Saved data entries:
//! Text payload shared by text, sticky and link objects.

use super::SerializableColor;
use serde::{Deserialize, Serialize};

/// Font family options.
#[derive(Debug, Clone, Copy, PartialEq, Eq, Default, Serialize, Deserialize)]
#[serde(rename_all = "kebab-case")]
pub enum FontFamily {
    #[default]
    SansSerif,
    Serif,
    Monospace,
    Handwriting,
}

impl FontFamily {
    /// Get the font family name as used by the renderer.
    pub fn name(&self) -> &'static str {
        match self {
            FontFamily::SansSerif => "sans-serif",
            FontFamily::Serif => "serif",
            FontFamily::Monospace => "monospace",
            FontFamily::Handwriting => "cursive",
        }
    }
}

/// Horizontal text alignment inside the object box.
#[derive(Debug, Clone, Copy, PartialEq, Eq, Default, Serialize, Deserialize)]
#[serde(rename_all = "lowercase")]
pub enum TextAlign {
    #[default]
    Left,
    Center,
    Right,
}

/// Editable text carried by text-bearing objects.
#[derive(Debug, Clone, PartialEq, Serialize, Deserialize)]
#[serde(rename_all = "camelCase")]
pub struct TextContent {
    #[serde(default)]
    pub text: String,
    #[serde(default = "default_font_size")]
    pub font_size: f64,
    #[serde(default)]
    pub font_family: FontFamily,
    #[serde(default)]
    pub bold: bool,
    #[serde(default)]
    pub text_color: SerializableColor,
    #[serde(default)]
    pub text_align: TextAlign,
}

fn default_font_size() -> f64 {
    TextContent::DEFAULT_FONT_SIZE
}

impl TextContent {
    pub const DEFAULT_FONT_SIZE: f64 = 20.0;

    pub fn new(text: impl Into<String>) -> Self {
        Self {
            text: text.into(),
            ..Self::default()
        }
    }

    /// Line height used for layout and editor overlays.
    pub fn line_height(&self) -> f64 {
        self.font_size * 1.25
    }

    /// Number of rendered lines (an empty string still occupies one).
    pub fn line_count(&self) -> usize {
        self.text.lines().count().max(1)
    }
}

impl Default for TextContent {
    fn default() -> Self {
        Self {
            text: String::new(),
            font_size: Self::DEFAULT_FONT_SIZE,
            font_family: FontFamily::default(),
            bold: false,
            text_color: SerializableColor::black(),
            text_align: TextAlign::default(),
        }
    }
}

#[cfg(test)]
mod tests {
    use super::*;

    #[test]
    fn test_defaults_fill_missing_fields() {
        let content: TextContent = serde_json::from_str(r#"{"text":"hi"}"#).unwrap();
        assert_eq!(content.text, "hi");
        assert!((content.font_size - TextContent::DEFAULT_FONT_SIZE).abs() < f64::EPSILON);
        assert_eq!(content.text_align, TextAlign::Left);
    }

    #[test]
    fn test_line_count() {
        assert_eq!(TextContent::new("").line_count(), 1);
        assert_eq!(TextContent::new("a\nb\nc").line_count(), 3);
    }
}
//! Process-local storage.

use super::{BoxFuture, Storage, StorageError, StorageResult};
use crate::board::BoardData;
use std::collections::BTreeMap;
use std::sync::{PoisonError, RwLock};

/// Keeps serialized board documents in memory, so a load goes through the
/// same parse and version check as a file or remote load.
#[derive(Default)]
pub struct MemoryStorage {
    documents: RwLock<BTreeMap<String, String>>,
}

impl MemoryStorage {
    pub fn new() -> Self {
        Self::default()
    }

    /// Store a raw document as if a peer had written it.
    pub fn insert_raw(&self, id: &str, json: impl Into<String>) -> StorageResult<()> {
        self.documents
            .write()
            .map_err(poisoned)?
            .insert(id.to_string(), json.into());
        Ok(())
    }

    /// Number of stored boards.
    pub fn len(&self) -> usize {
        self.documents.read().map(|docs| docs.len()).unwrap_or(0)
    }

    pub fn is_empty(&self) -> bool {
        self.len() == 0
    }
}

fn poisoned<T>(_: PoisonError<T>) -> StorageError {
    StorageError::Other("memory storage lock poisoned".to_string())
}

impl Storage for MemoryStorage {
    fn save(&self, id: &str, board: &BoardData) -> BoxFuture<'_, StorageResult<()>> {
        let id = id.to_string();
        let json = board.to_json();
        Box::pin(async move {
            let json = json?;
            self.documents.write().map_err(poisoned)?.insert(id, json);
            Ok(())
        })
    }

    fn load(&self, id: &str) -> BoxFuture<'_, StorageResult<BoardData>> {
        let id = id.to_string();
        Box::pin(async move {
            let documents = self.documents.read().map_err(poisoned)?;
            let json = documents.get(&id).ok_or_else(|| StorageError::NotFound(id.clone()))?;
            Ok(BoardData::from_json(json)?)
        })
    }

    fn delete(&self, id: &str) -> BoxFuture<'_, StorageResult<()>> {
        let id = id.to_string();
        Box::pin(async move {
            self.documents.write().map_err(poisoned)?.remove(&id);
            Ok(())
        })
    }

    fn list(&self) -> BoxFuture<'_, StorageResult<Vec<String>>> {
        Box::pin(async move {
            let documents = self.documents.read().map_err(poisoned)?;
            Ok(documents.keys().cloned().collect())
        })
    }

    fn exists(&self, id: &str) -> BoxFuture<'_, StorageResult<bool>> {
        let id = id.to_string();
        Box::pin(async move {
            let documents = self.documents.read().map_err(poisoned)?;
            Ok(documents.contains_key(&id))
        })
    }
}

#[cfg(test)]
mod tests {
    use super::*;
    use crate::storage::test_util::block_on;

    #[test]
    fn test_save_then_load_board() {
        let storage = MemoryStorage::new();
        let mut board = BoardData::default();
        board.scale = 2.5;
        board.next_object_id = 7;

        block_on(storage.save("team", &board)).unwrap();
        assert_eq!(block_on(storage.load("team")).unwrap(), board);
        assert_eq!(storage.len(), 1);
    }

    #[test]
    fn test_missing_board() {
        let storage = MemoryStorage::new();
        assert!(matches!(block_on(storage.load("nope")), Err(StorageError::NotFound(id)) if id == "nope"));
    }

    #[test]
    fn test_other_version_is_rejected_on_load() {
        let storage = MemoryStorage::new();
        storage.insert_raw("future", r#"{"version":2}"#).unwrap();
        assert!(matches!(block_on(storage.load("future")), Err(StorageError::Serialization(_))));
    }

    #[test]
    fn test_list_exists_delete() {
        let storage = MemoryStorage::new();
        let board = BoardData::default();
        block_on(storage.save("b", &board)).unwrap();
        block_on(storage.save("a", &board)).unwrap();
        assert_eq!(block_on(storage.list()).unwrap(), vec!["a".to_string(), "b".to_string()]);

        assert!(block_on(storage.exists("a")).unwrap());
        block_on(storage.delete("a")).unwrap();
        block_on(storage.delete("a")).unwrap();
        assert!(!block_on(storage.exists("a")).unwrap());
        assert!(!storage.is_empty());
    }
}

## Requirement
Copy out each entry once more, character for character.

## Solution to the problem
//! Text payload shared by text, sticky and link objects.

use super::SerializableColor;
use serde::{Deserialize, Serialize};

/// Font family options.
#[derive(Debug, Clone, Copy, PartialEq, Eq, Default, Serialize, Deserialize)]
#[serde(rename_all = "kebab-case")]
pub enum FontFamily {
    #[default]
    SansSerif,
    Serif,
    Monospace,
    Handwriting,
}

impl FontFamily {
    /// Get the font family name as used by the renderer.
    pub fn name(&self) -> &'static str {
        match self {
            FontFamily::SansSerif => "sans-serif",
            FontFamily::Serif => "serif",
            FontFamily::Monospace => "monospace",
            FontFamily::Handwriting => "cursive",
        }
    }
}

/// Horizontal text alignment inside the object box.
#[derive(Debug, Clone, Copy, PartialEq, Eq, Default, Serialize, Deserialize)]
#[serde(rename_all = "lowercase")]
pub enum TextAlign {
    #[default]
    Left,
    Center,
    Right,
}

/// Editable text carried by text-bearing objects.
#[derive(Debug, Clone, PartialEq, Serialize, Deserialize)]
#[serde(rename_all = "camelCase")]
pub struct TextContent {
    #[serde(default)]
    pub text: String,
    #[serde(default = "default_font_size")]
    pub font_size: f64,
    #[serde(default)]
    pub font_family: FontFamily,
    #[serde(default)]
    pub bold: bool,
    #[serde(default)]
    pub text_color: SerializableColor,
    #[serde(default)]
    pub text_align: TextAlign,
}

fn default_font_size() -> f64 {
    TextContent::DEFAULT_FONT_SIZE
}

impl TextContent {
    pub const DEFAULT_FONT_SIZE: f64 = 20.0;

    pub fn new(text: impl Into<String>) -> Self {
        Self {
            text: text.into(),
            ..Self::default()
        }
    }

    /// Line height used for layout and editor overlays.
    pub fn line_height(&self) -> f64 {
        self.font_size * 1.25
    }

    /// Number of rendered lines (an empty string still occupies one).
    pub fn line_count(&self) -> usize {
        self.text.lines().count().max(1)
    }
}

impl Default for TextContent {
    fn default() -> Self {
        Self {
            text: String::new(),
            font_size: Self::DEFAULT_FONT_SIZE,
            font_family: FontFamily::default(),
            bold: false,
            text_color: SerializableColor::black(),
            text_align: TextAlign::default(),
        }
    }
}

#[cfg(test)]
mod tests {
    use super::*;

    #[test]
    fn test_defaults_fill_missing_fields() {
        let content: TextContent = serde_json::from_str(r#"{"text":"hi"}"#).unwrap();
        assert_eq!(content.text, "hi");
        assert!((content.font_size - TextContent::DEFAULT_FONT_SIZE).abs() < f64::EPSILON);
        assert_eq!(content.text_align, TextAlign::Left);
    }

    #[test]
    fn test_line_count() {
        assert_eq!(TextContent::new("").line_count(), 1);
        assert_eq!(TextContent::new("a\nb\nc").line_count(), 3);
    }
}
//! Process-local storage.

use super::{BoxFuture, Storage, StorageError, StorageResult};
use crate::board::BoardData;
use std::collections::BTreeMap;
use std::sync::{PoisonError, RwLock};

/// Keeps serialized board documents in memory, so a load goes through the
/// same parse and version check as a file or remote load.
#[derive(Default)]
pub struct MemoryStorage {
    documents: RwLock<BTreeMap<String, String>>,
}

impl MemoryStorage {
    pub fn new() -> Self {
        Self::default()
    }

    /// Store a raw document as if a peer had written it.
    pub fn insert_raw(&self, id: &str, json: impl Into<String>) -> StorageResult<()> {
        self.documents
            .write()
            .map_err(poisoned)?
            .insert(id.to_string(), json.into());
        Ok(())
    }

    /// Number of stored boards.
    pub fn len(&self) -> usize {
        self.documents.read().map(|docs| docs.len()).unwrap_or(0)
    }

    pub fn is_empty(&self) -> bool {
        self.len() == 0
    }
}

fn poisoned<T>(_: PoisonError<T>) -> StorageError {
    StorageError::Other("memory storage lock poisoned".to_string())
}

impl Storage for MemoryStorage {
    fn save(&self, id: &str, board: &BoardData) -> BoxFuture<'_, StorageResult<()>> {
        let id = id.to_string();
        let json = board.to_json();
        Box::pin(async move {
            let json = json?;
            self.documents.write().map_err(poisoned)?.insert(id, json);
            Ok(())
        })
    }

    fn load(&self, id: &str) -> BoxFuture<'_, StorageResult<BoardData>> {
        let id = id.to_string();
        Box::pin(async move {
            let documents = self.documents.read().map_err(poisoned)?;
            let json = documents.get(&id).ok_or_else(|| StorageError::NotFound(id.clone()))?;
            Ok(BoardData::from_json(json)?)
        })
    }

    fn delete(&self, id: &str) -> BoxFuture<'_, StorageResult<()>> {
        let id = id.to_string();
        Box::pin(async move {
            self.documents.write().map_err(poisoned)?.remove(&id);
            Ok(())
        })
    }

    fn list(&self) -> BoxFuture<'_, StorageResult<Vec<String>>> {
        Box::pin(async move {
            let documents = self.documents.read().map_err(poisoned)?;
            Ok(documents.keys().cloned().collect())
        })
    }

    fn exists(&self, id: &str) -> BoxFuture<'_, StorageResult<bool>> {
        let id = id.to_string();
        Box::pin(async move {
            let documents = self.documents.read().map_err(poisoned)?;
            Ok(documents.contains_key(&id))
        })
    }
}

#[cfg(test)]
mod tests {
    use super::*;
    use crate::storage::test_util::block_on;

    #[test]
    fn test_save_then_load_board() {
        let storage = MemoryStorage::new();
        let mut board = BoardData::default();
        board.scale = 2.5;
        board.next_object_id = 7;

        block_on(storage.save("team", &board)).unwrap();
        assert_eq!(block_on(storage.load("team")).unwrap(), board);
        assert_eq!(storage.len(), 1);
    }

    #[test]
    fn test_missing_board() {
        let storage = MemoryStorage::new();
        assert!(matches!(block_on(storage.load("nope")), Err(StorageError::NotFound(id)) if id == "nope"));
    }

    #[test]
    fn test_other_version_is_rejected_on_load() {
        let storage = MemoryStorage::new();
        storage.insert_raw("future", r#"{"version":2}"#).unwrap();
        assert!(matches!(block_on(storage.load("future")), Err(StorageError::Serialization(_))));
    }

    #[test]
    fn test_list_exists_delete() {
        let storage = MemoryStorage::new();
        let board = BoardData::default();
        block_on(storage.save("b", &board)).unwrap();
        block_on(storage.save("a", &board)).unwrap();
        assert_eq!(block_on(storage.list()).unwrap(), vec!["a".to_string(), "b".to_string()]);

        assert!(block_on(storage.exists("a")).unwrap());
        block_on(storage.delete("a")).unwrap();
        block_on(storage.delete("a")).unwrap();
        assert!(!block_on(storage.exists("a")).unwrap());
        assert!(!storage.is_empty());
    }
}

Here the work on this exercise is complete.